(Given information)

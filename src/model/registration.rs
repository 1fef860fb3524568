use std::fmt;

use serde::{Deserialize, Serialize};

/// Waitlist category chosen on the landing page.
#[derive(Debug, Clone, Copy, PartialEq, Eq, Hash, Default, Serialize, Deserialize)]
pub enum UserType {
    /// A reader of legal content.
    #[default]
    #[serde(rename = "USER")]
    User,
    /// An author publishing legal content.
    #[serde(rename = "Creator")]
    Creator,
}

impl UserType {
    /// The name the backend expects in the `userType` field.
    pub fn as_str(self) -> &'static str {
        match self {
            Self::User => "USER",
            Self::Creator => "Creator",
        }
    }
}

impl fmt::Display for UserType {
    fn fmt(&self, f: &mut fmt::Formatter<'_>) -> fmt::Result {
        f.write_str(self.as_str())
    }
}

/// Addressable fields of a [`RegistrationBuffer`].
#[derive(Debug, Clone, Copy, PartialEq, Eq, Hash)]
pub enum RegistrationField {
    Name,
    Email,
    Phone,
    Gender,
    Profession,
}

impl RegistrationField {
    /// All fields in form order.
    pub const ALL: [Self; 5] = [
        Self::Name,
        Self::Email,
        Self::Phone,
        Self::Gender,
        Self::Profession,
    ];

    /// Wire name of the field.
    pub fn key(self) -> &'static str {
        match self {
            Self::Name => "name",
            Self::Email => "email",
            Self::Phone => "phone",
            Self::Gender => "gender",
            Self::Profession => "profession",
        }
    }

    /// Label shown next to the input.
    pub fn label(self) -> &'static str {
        match self {
            Self::Name => "Name",
            Self::Email => "Email",
            Self::Phone => "Phone Number",
            Self::Gender => "Gender",
            Self::Profession => "Profession",
        }
    }

    /// Whether the form refuses to submit while this field is empty.
    pub fn is_required(self) -> bool {
        matches!(self, Self::Name | Self::Email | Self::Phone)
    }

    /// Looks a field up by its wire name.
    pub fn from_key(key: &str) -> Option<Self> {
        Self::ALL.into_iter().find(|f| f.key() == key)
    }
}

/// Gender choices offered by the form as `(value, label)` pairs.
///
/// The empty value is the unselected state.
pub const GENDER_OPTIONS: [(&str, &str); 5] = [
    ("", "Select Gender"),
    ("male", "Male"),
    ("female", "Female"),
    ("other", "Other"),
    ("prefer-not-to-say", "Prefer not to say"),
];

/// Values typed into the registration form.
#[derive(Debug, Clone, PartialEq, Eq, Default)]
pub struct RegistrationBuffer {
    pub name: String,
    pub email: String,
    pub phone: String,
    pub gender: String,
    pub profession: String,
}

impl RegistrationBuffer {
    /// Returns the current value of `field`.
    pub fn get(&self, field: RegistrationField) -> &str {
        match field {
            RegistrationField::Name => &self.name,
            RegistrationField::Email => &self.email,
            RegistrationField::Phone => &self.phone,
            RegistrationField::Gender => &self.gender,
            RegistrationField::Profession => &self.profession,
        }
    }

    /// Replaces the value of `field`.
    pub fn set(&mut self, field: RegistrationField, value: impl Into<String>) {
        let slot = match field {
            RegistrationField::Name => &mut self.name,
            RegistrationField::Email => &mut self.email,
            RegistrationField::Phone => &mut self.phone,
            RegistrationField::Gender => &mut self.gender,
            RegistrationField::Profession => &mut self.profession,
        };
        *slot = value.into();
    }

    /// Clears every field.
    pub fn reset(&mut self) {
        *self = Self::default();
    }

    /// Returns `true` if no field holds any text.
    pub fn is_empty(&self) -> bool {
        RegistrationField::ALL
            .into_iter()
            .all(|f| self.get(f).is_empty())
    }
}

/// Body of `POST /api/register`.
#[derive(Debug, Clone, PartialEq, Eq, Serialize)]
#[serde(rename_all = "camelCase")]
pub struct RegistrationRequest {
    pub name: String,
    pub email: String,
    pub phone: String,
    pub gender: String,
    pub profession: String,
    pub user_type: UserType,
}

impl RegistrationRequest {
    /// Snapshots the buffer together with the selected user type.
    pub fn new(buffer: &RegistrationBuffer, user_type: UserType) -> Self {
        Self {
            name: buffer.name.clone(),
            email: buffer.email.clone(),
            phone: buffer.phone.clone(),
            gender: buffer.gender.clone(),
            profession: buffer.profession.clone(),
            user_type,
        }
    }
}
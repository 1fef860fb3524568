//! File logging for the terminal binary.
//!
//! The terminal belongs to the UI, so events go to
//! `~/.local/share/lawvriksh-onboard/onboard.log` instead of stdout.

use std::fs;
use std::path::{Path, PathBuf};

use tracing_appender::non_blocking::WorkerGuard;
use tracing_subscriber::EnvFilter;
use tracing_subscriber::fmt;
use tracing_subscriber::prelude::*;

/// Log file name inside the log directory.
pub const LOG_FILE: &str = "onboard.log";

/// Errors that can occur while installing the subscriber.
#[derive(Debug, thiserror::Error)]
pub enum LoggingError {
    /// The platform does not provide a data directory.
    #[error("could not determine XDG data directory")]
    NoDataDir,

    /// The log directory could not be created.
    #[error("I/O error: {0}")]
    Io(#[from] std::io::Error),

    /// The filter directive does not parse.
    #[error("invalid log filter: {0}")]
    Filter(#[from] tracing_subscriber::filter::ParseError),

    /// A global subscriber was already installed.
    #[error("logging already initialised: {0}")]
    AlreadyInitialised(#[from] tracing_subscriber::util::TryInitError),
}

/// Default log directory (`~/.local/share/lawvriksh-onboard`).
pub fn log_dir() -> Result<PathBuf, LoggingError> {
    let data_dir = dirs::data_dir().ok_or(LoggingError::NoDataDir)?;
    Ok(data_dir.join("lawvriksh-onboard"))
}

/// Parses a filter directive such as `"info"` or `"lawvriksh_onboard=debug"`.
pub fn parse_filter(directive: &str) -> Result<EnvFilter, LoggingError> {
    Ok(EnvFilter::try_new(directive)?)
}

/// Installs a non-blocking file subscriber writing to `dir/onboard.log`.
///
/// `RUST_LOG` wins over `directive` when set. Keep the returned guard
/// alive until exit or buffered lines are lost.
pub fn init(dir: &Path, directive: &str) -> Result<WorkerGuard, LoggingError> {
    fs::create_dir_all(dir)?;
    let filter = match std::env::var("RUST_LOG") {
        Ok(env) if !env.trim().is_empty() => parse_filter(&env)?,
        _ => parse_filter(directive)?,
    };

    let appender = tracing_appender::rolling::never(dir, LOG_FILE);
    let (writer, guard) = tracing_appender::non_blocking(appender);

    tracing_subscriber::registry()
        .with(
            fmt::layer()
                .with_ansi(false)
                .with_target(false)
                .with_writer(writer)
                .with_filter(filter),
        )
        .try_init()?;

    Ok(guard)
}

(End Given information)

A single number is asked for: how many lines in the entries above hold the string "struct".

> [Answer space]: 2